Assignment
If a line of the records holds the word "stop", copy it out.

Records to process
○ ○ ○ ○ ○

impl ConnectionShared {
    fn new(
        codec: Arc<dyn MessageCodec>,
        start_ack_timeout: Option<Duration>,
        writer: mpsc::UnboundedSender<WriterCommand>,
    ) -> Self {
        Self {
            codec,
            start_ack_timeout,
            core: Mutex::new(Core {
                state: ConnectionState::Initializing,
                queue: OutboundQueue::new(),
                registry: SubscriptionRegistry::new(),
                writer,
            }),
        }
    }

    pub(crate) fn state(&self) -> ConnectionState {
        self.core.lock().state
    }

    pub(crate) fn subscription_count(&self) -> usize {
        self.core.lock().registry.len()
    }

    /// Encode and send `message`.
    ///
    /// `connection_init` goes straight to the writer; every other message
    /// joins the outbound queue. Fails once the connection has terminated.
    pub(crate) fn queue_message(&self, message: ClientMessage) -> Result<()> {
        let text = self.codec.encode(&message)?;
        let mut core = self.core.lock();
        Self::queue_encoded(&mut core, &message, text)
    }

    fn queue_encoded(core: &mut Core, message: &ClientMessage, text: String) -> Result<()> {
        if core.state.is_terminated() {
            return Err(ClientError::ConnectionClosed);
        }
        match message {
            ClientMessage::ConnectionInit => core
                .writer
                .send(WriterCommand::Direct(text))
                .map_err(|_| ClientError::ConnectionClosed),
            other => {
                let starts = match other {
                    ClientMessage::Start { id, .. } => Some(id.clone()),
                    _ => None,
                };
                core.queue.enqueue(OutboundFrame::new(text, starts));
                core.release_next();
                Ok(())
            }
        }
    }

    /// Queue a frame produced while the lock is already held.
    fn queue_locked(&self, core: &mut Core, message: ClientMessage) {
        let result = self
            .codec
            .encode(&message)
            .and_then(|text| Self::queue_encoded(core, &message, text));
        if let Err(error) = result {
            tracing::warn!(
                target: "horizon_lattice_graphql::connection",
                kind = message.kind(),
                %error,
                "failed to queue frame"
            );
        }
    }

    /// Register `handler` under `id` and queue the `start` frame.
    ///
    /// The frame is encoded first, so an encoding failure leaves nothing
    /// registered.
    pub(crate) fn subscribe(
        &self,
        id: &str,
        request: GraphQLRequest,
        handler: Arc<dyn SubscriptionHandler>,
    ) -> Result<()> {
        let message = ClientMessage::start(id, request);
        let text = self.codec.encode(&message)?;

        let mut core = self.core.lock();
        if core.state.is_terminated() {
            return Err(ClientError::ConnectionClosed);
        }
        core.registry.register(id, handler)?;
        Self::queue_encoded(&mut core, &message, text)
    }

    /// Cancel the subscription `id`. Unknown ids are ignored.
    pub(crate) fn unsubscribe(&self, id: &str) {
        let mut core = self.core.lock();
        if let Some(stop) = core.registry.unregister(id) {
            self.queue_locked(&mut core, stop);
        }
    }

    /// Decode and process one inbound text frame. Undecodable frames are
    /// logged and dropped.
    pub(crate) fn process_frame(&self, text: &str) {
        match self.codec.decode(text) {
            Ok(message) => self.process_message(message),
            Err(error) => tracing::warn!(
                target: "horizon_lattice_graphql::connection",
                %error,
                "dropping undecodable frame"
            ),
        }
    }

    pub(crate) fn process_message(&self, message: ServerMessage) {
        tracing::trace!(
            target: "horizon_lattice_graphql::connection",
            kind = message.kind(),
            id = ?message.id(),
            "frame received"
        );
        match message {
            ServerMessage::ConnectionAck => {
                let mut core = self.core.lock();
                match core.state {
                    ConnectionState::Initializing => {
                        core.state = ConnectionState::Active;
                        tracing::info!(
                            target: "horizon_lattice_graphql::connection",
                            queued = core.queue.len(),
                            "connection acknowledged"
                        );
                        core.release_next();
                    }
                    state => tracing::debug!(
                        target: "horizon_lattice_graphql::connection",
                        %state,
                        "ignoring connection_ack"
                    ),
                }
            }
            ServerMessage::ConnectionError { payload } => {
                let errors = payload
                    .map(|payload| payload.errors())
                    .unwrap_or_else(|| vec![ErrorData::new("connection rejected by server")]);
                self.process_error(ClientError::Response(errors));
            }
            other => {
                let mut core = self.core.lock();
                if let Some(stop) = dispatch(&mut core.registry, other) {
                    self.queue_locked(&mut core, stop);
                }
            }
        }
    }

    /// The writer finished sending the in-flight frame.
    fn send_completed(&self, frame: &OutboundFrame, result: Result<()>) {
        if let Err(error) = result {
            self.process_error(error);
            return;
        }

        let mut core = self.core.lock();
        core.queue.complete();
        if !self.codec.acknowledges_start()
            && let Some(id) = &frame.starts
            && let Some(stop) = core.registry.acknowledge(id)
        {
            self.queue_locked(&mut core, stop);
        }
        core.release_next();
    }

    /// How long a written `start` may wait for `start_ack`, if the codec
    /// expects one.
    fn start_ack_deadline(&self) -> Option<Duration> {
        self.start_ack_timeout.filter(|_| self.codec.acknowledges_start())
    }

    /// Give up on `id` if the server has still not acknowledged it.
    ///
    /// A waiting subscription fails with [`ClientError::Timeout`]; one that
    /// was cancelled while waiting is forgotten. Either way no `stop` is
    /// sent, as the server never registered the id.
    fn expire_start(&self, id: &str, timeout: Duration) {
        let mut core = self.core.lock();
        if !matches!(
            core.registry.state(id),
            Some(SubscriptionState::Initialized | SubscriptionState::Cancelled)
        ) {
            return;
        }
        tracing::debug!(
            target: "horizon_lattice_graphql::subscription",
            id = %id,
            "no start_ack, dropping subscription"
        );
        if let Some(handler) = core.registry.remove(id) {
            handler.on_error(ClientError::Timeout(format!(
                "no start_ack for subscription '{id}' within {timeout:?}"
            )));
        }
    }

    /// Terminate the connection, failing every live subscription with
    /// `error`. Does nothing if already terminated.
    pub(crate) fn process_error(&self, error: ClientError) {
        let mut core = self.core.lock();
        Self::terminate_locked(&mut core, error);
    }

    fn terminate_locked(core: &mut Core, error: ClientError) {
        if core.state.is_terminated() {
            return;
        }
        core.state = ConnectionState::Terminated;
        let dropped = core.queue.clear();
        let failed = core.registry.fail_all(&error);
        tracing::error!(
            target: "horizon_lattice_graphql::connection",
            %error,
            failed,
            dropped,
            "connection terminated"
        );
        let _ = core.writer.send(WriterCommand::Close(None));
    }

    /// Terminate if `connection_ack` has still not arrived.
    fn expire_handshake(&self, timeout: Duration) {
        let mut core = self.core.lock();
        if core.state == ConnectionState::Initializing {
            Self::terminate_locked(
                &mut core,
                ClientError::Timeout(format!("no connection_ack within {timeout:?}")),
            );
        }
    }

    /// Close on behalf of the owner: write `connection_terminate` and end
    /// every subscription stream without an error.
    fn shutdown(&self) {
        let terminate = self.codec.encode(&ClientMessage::ConnectionTerminate).ok();
        let mut core = self.core.lock();
        if core.state.is_terminated() {
            return;
        }
        core.state = ConnectionState::Terminated;
        core.queue.clear();
        core.registry.clear();
        let _ = core.writer.send(WriterCommand::Close(terminate));
        tracing::debug!(target: "horizon_lattice_graphql::connection", "connection closed");
    }
}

○ ○ ○ ○ ○

Written response
        if let Some(stop) = core.registry.unregister(id) {
            self.queue_locked(&mut core, stop);
                if let Some(stop) = dispatch(&mut core.registry, other) {
                    self.queue_locked(&mut core, stop);
            && let Some(stop) = core.registry.acknowledge(id)
            self.queue_locked(&mut core, stop);
    /// was cancelled while waiting is forgotten. Either way no `stop` is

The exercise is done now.